What are the clinical implications of our methodological developments and results? Abnormalities in intestinal glucose metabolism are likely to be present in several diseases, including inflammatory bowel diseases, obesity and diabetes. Our main objectives are to understand the molecular causes of such abnormalities, and to evaluate whether the gut microflora may be responsible for intestinal insulin resistance and if the latter can lead to impaired release of gastrointestinal hormones. These questions address aspects of pathophysiology and the identification of drug targets. As demonstrated in the skeletal muscle, liver, heart, adipose tissue and brain [7, 11, 15, 2527], PET can be a useful tool to demonstrate drug efficacy, once glucose metabolism is altered at the level of specific organs. However, due to the cost, complexity and use of radioactive tracers, large-scale screening of patients for diagnostic purposes is not among the realistic perspectives of this technology.

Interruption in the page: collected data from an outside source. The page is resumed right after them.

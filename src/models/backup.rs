use chrono::{DateTime, Utc};
use serde::{Deserialize, Serialize};

use crate::models::attendance::AttendanceRecord;
use crate::models::labor::Labor;
use crate::models::payment::PaymentRecord;
use crate::models::settings::AppSettings;
use crate::models::workplace::Workplace;

pub const BACKUP_SCHEMA_VERSION: &str = "2.0";

/// The portable backup document: a complete snapshot of every collection.
///
/// Collections default to empty so documents from older app versions (which
/// had no `workplaces` key) and documents with pruned collections still
/// parse; unknown top-level fields are ignored.
#[derive(Debug, Clone, Serialize, Deserialize, PartialEq)]
#[serde(rename_all = "camelCase")]
pub struct BackupDocument {
    #[serde(default)]
    pub workplaces: Vec<Workplace>,
    #[serde(default)]
    pub labors: Vec<Labor>,
    #[serde(default)]
    pub attendance: Vec<AttendanceRecord>,
    #[serde(default)]
    pub payments: Vec<PaymentRecord>,
    #[serde(default)]
    pub settings: Option<AppSettings>,
    #[serde(default)]
    pub export_date: Option<DateTime<Utc>>,
    #[serde(default)]
    pub version: Option<String>,
}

In conclusion, intestinal [18F]FDG PET is a reliable method for the estimation of intestinal GU. Our animal and human data provide evidence of insulin sensitivity in the mucosal layer of the intestine, and of intestinal insulin resistance in obese non-diabetic human participants. The occurrence of mucosal insulin resistance in the early stages of the metabolic syndrome may partly be a cause or an effect of the typical changes in intestinal function observed in these illnesses, most notably altered incretin production [2], metabolic endotoxaemia [28] and gut × bacterial interaction [29]. Further studies are warranted to clarify the relevance and consequences of intestinal insulin resistance, and the possibility of preventing or reversing it.